UMC Chancellor Emeritus, Donald Sargeant, highlights past success and continued service to the region
The Chancellor Emeritus of the University of Minnesota, Crookston (UMC), Donald Sargeant, highlights the success of UMC throughout history and its commitment to continued service to the region:
University of Minnesota strategic planning has been in the media nearly every week this year. One would think that planning or the need to continue to adjust to changing conditions were new ideas. They are not, of course, and in fact, continuous improvement, planning, and responding to change is part of the core values and proud history that has defined the Crookston campus for 100 years.
In 1895, the Experiment Station was created to find new ways to improve the economy of the region. In 1905, the Northwest School of Agriculture provided the educational arm for the citizens of the region to obtain new knowledge and practice the new advancements in agriculture and homemaking. In 1965, the mission of the campus was changed from a regional high school to a college offering two year degrees. In 1993, four year baccalaureate degrees focusing on applied learning, career success and advanced technology were added. In each instance, these were strategic planning decisions responding to a changing world.
For 100 years, the campus has served the region and mission of the University of Minnesota by bringing knowledge, skills, and ideas to the people of the region. The 2005 strategic plan is important work and a continuation of the historical process of studying changes and adjusting the campus curriculum and processes to better meet the new challenges facing students and the University today.
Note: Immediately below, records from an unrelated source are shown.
//! User administration API (`users:manage`)

use axum::{
    Json, Router,
    extract::{Path, Query, State},
    middleware,
    routing::get,
};
use serde::Deserialize;
use shared::error::{AppError, ApiResponse, ErrorCode};
use shared::models::{User, UserCreate, UserUpdate};
use shared::request::like_pattern;
use shared::{PaginatedResponse, PaginationQuery};

use super::{ApiResult, internal};
use crate::auth::{CurrentUser, require_permission};
use crate::db;
use crate::db::users::{NewUser, UserChanges, UserFilter};
use crate::error::write_error;
use crate::state::AppState;
use crate::util::{MIN_PASSWORD_LEN, hash_password, non_blank};

pub fn router() -> Router<AppState> {
    Router::new()
        .route("/", get(list).post(create))
        .route("/{id}", get(get_by_id).put(update).delete(deactivate))
        .layer(middleware::from_fn(require_permission("users:manage")))
}

#[derive(Debug, Default, Deserialize)]
pub struct UserListFilter {
    pub department: Option<String>,
    pub role_id: Option<i64>,
    pub is_active: Option<bool>,
    /// Username or full name
    pub q: Option<String>,
}

/// GET /api/users
pub async fn list(
    State(state): State<AppState>,
    Query(page): Query<PaginationQuery>,
    Query(query): Query<UserListFilter>,
) -> ApiResult<PaginatedResponse<User>> {
    let filter = UserFilter {
        department: query.department.as_deref().and_then(non_blank),
        role_id: query.role_id,
        is_active: query.is_active,
        pattern: like_pattern(query.q.as_deref()),
    };

    let items = db::users::list(&state.pool, &filter, page.limit(), page.offset())
        .await
        .map_err(internal)?;
    let total = db::users::count(&state.pool, &filter)
        .await
        .map_err(internal)?;

    Ok(Json(PaginatedResponse::from_query(items, &page, total)))
}

async fn load(state: &AppState, id: i64) -> Result<User, AppError> {
    db::users::find_by_id(&state.pool, id)
        .await
        .map_err(internal)?
        .ok_or_else(|| AppError::new(ErrorCode::UserNotFound))
}

/// GET /api/users/{id}
pub async fn get_by_id(State(state): State<AppState>, Path(id): Path<i64>) -> ApiResult<User> {
    Ok(Json(load(&state, id).await?))
}

fn check_password(password: &str) -> Result<(), AppError> {
    if password.chars().count() < MIN_PASSWORD_LEN {
        return Err(AppError::new(ErrorCode::PasswordTooShort)
            .with_detail("min_length", MIN_PASSWORD_LEN));
    }
    Ok(())
}

async fn check_role(state: &AppState, role_id: i64) -> Result<(), AppError> {
    db::roles::find_by_id(&state.pool, role_id)
        .await
        .map_err(internal)?
        .ok_or_else(|| AppError::new(ErrorCode::RoleNotFound).with_detail("role_id", role_id))?;
    Ok(())
}

/// POST /api/users
pub async fn create(
    State(state): State<AppState>,
    Json(data): Json<UserCreate>,
) -> ApiResult<User> {
    let username = non_blank(&data.username).ok_or_else(|| AppError::required("username"))?;
    check_password(&data.password)?;
    check_role(&state, data.role_id).await?;

    let password_hash = hash_password(&data.password).map_err(internal)?;
    let full_name = data
        .full_name
        .as_deref()
        .and_then(non_blank)
        .unwrap_or(username);

    let id = db::users::create(
        &state.pool,
        &NewUser {
            username,
            password_hash: &password_hash,
            full_name,
            email: data.email.as_deref().and_then(non_blank),
            role_id: data.role_id,
            department: data.department.as_deref().and_then(non_blank),
        },
    )
    .await
    .map_err(|e| write_error(e, ErrorCode::UsernameExists))?;

    tracing::info!(user_id = id, username = %username, "User created");
    Ok(Json(load(&state, id).await?))
}

/// PUT /api/users/{id}
///
/// A given `password` resets the user's password.
pub async fn update(
    State(state): State<AppState>,
    current: CurrentUser,
    Path(id): Path<i64>,
    Json(data): Json<UserUpdate>,
) -> ApiResult<User> {
    if id == current.id && data.is_active == Some(false) {
        return Err(AppError::new(ErrorCode::CannotDeactivateSelf));
    }

    let username = match data.username.as_deref() {
        Some(u) => Some(non_blank(u).ok_or_else(|| AppError::required("username"))?),
        None => None,
    };
    let password_hash = match data.password.as_deref() {
        Some(p) => {
            check_password(p)?;
            Some(hash_password(p).map_err(internal)?)
        }
        None => None,
    };
    if let Some(role_id) = data.role_id {
        check_role(&state, role_id).await?;
    }

    let changes = UserChanges {
        username,
        password_hash: password_hash.as_deref(),
        full_name: data.full_name.as_deref().and_then(non_blank),
        email: data.email.as_deref().and_then(non_blank),
        role_id: data.role_id,
        department: data.department.as_deref().and_then(non_blank),
        is_active: data.is_active,
    };

    if !db::users::update(&state.pool, id, &changes)
        .await
        .map_err(|e| write_error(e, ErrorCode::UsernameExists))?
    {
        return Err(AppError::new(ErrorCode::UserNotFound));
    }

    tracing::info!(
        user_id = id,
        password_reset = password_hash.is_some(),
        "User updated"
    );
    Ok(Json(load(&state, id).await?))
}

/// DELETE /api/users/{id}
///
/// Soft delete.
pub async fn deactivate(
    State(state): State<AppState>,
    current: CurrentUser,
    Path(id): Path<i64>,
) -> Result<ApiResponse<()>, AppError> {
    if id == current.id {
        return Err(AppError::new(ErrorCode::CannotDeactivateSelf));
    }
    if !db::users::deactivate(&state.pool, id)
        .await
        .map_err(internal)?
    {
        return Err(AppError::new(ErrorCode::UserNotFound));
    }

    tracing::info!(user_id = id, "User deactivated");
    Ok(ApiResponse::ok())
}

#[cfg(test)]
mod tests {
    use super::*;

    #[test]
    fn test_password_length_counts_chars() {
        assert!(check_password("12345678").is_ok());
        assert_eq!(
            check_password("1234567").unwrap_err().code,
            ErrorCode::PasswordTooShort
        );
        // Multi-byte characters count once
        assert!(check_password("ääääääää").is_ok());
    }
}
A key measure of success for companies and organizations is meeting student expectations.
A study conducted by a research unit of the University of Minnesota in the Twin Cities of 2005 UMC graduates noted the following:
- 90% were very satisfied/moderately satisfied with their educational experience
- 94% strongly agree/agree that they had access to the advising support to meet their goals
- 94% strongly agree/agree that they usually were able to see an advisor in a timely way
- 86% stated that UMC helped very much/quite a bit in developing ability to think analytically and logically
- 84% stated that UMC helped very much/quite a bit in developing quantitative thinking and reasoning
The study included graduates throughout the University of Minnesota system. Some areas in which UMC students rated higher than students on the other U of M campuses were (“very much/quite a bit”):
- Develop skills in using computers (87% vs. 58%)
- Prepare to pursue a career (83% vs. 57%)
- Develop leadership skills (81% vs. 60%)
The 2005 graduate survey indicates that students who graduate from UMC are quite satisfied with their educational experience. Graduates are well prepared for today’s careers and for the future. UMC, with integration of technology throughout the curriculum, is a first rate college. For example, UMC has been listed as a “Best College” in US News and World Report for the past seven years. Thus, drastic changes don’t appear to be needed.
The present planning process noted that enrollment has declined the past four years. Not surprisingly, there is a cause and effect relationship between the regional demographics, the number of degree programs and declining enrollments. UMC has a limited number of degree programs and is located in a rural area. Outcomes of the strategic planning can address these issues, and will more than likely include new programs, strengthened enrollment management, and better leveraging the technology capabilities of the campus. More programs will bring more students from farther away with a greater diversity of ambitions, backgrounds, and experiences thus strengthening the campus and its service to the region.
Attention to continuous improvement and planning has always been a campus strength. The recent buzz in the media about drastic changes has inflicted short term damage to the campus image. As the planning continues, it will build on the strengths of the campus and retain core values and traditions. The 2005 University of Minnesota planning process will bring many changes throughout the system, including UMC, but our commitment to creating and disseminating knowledge that improves the lives of people in the region will not fade.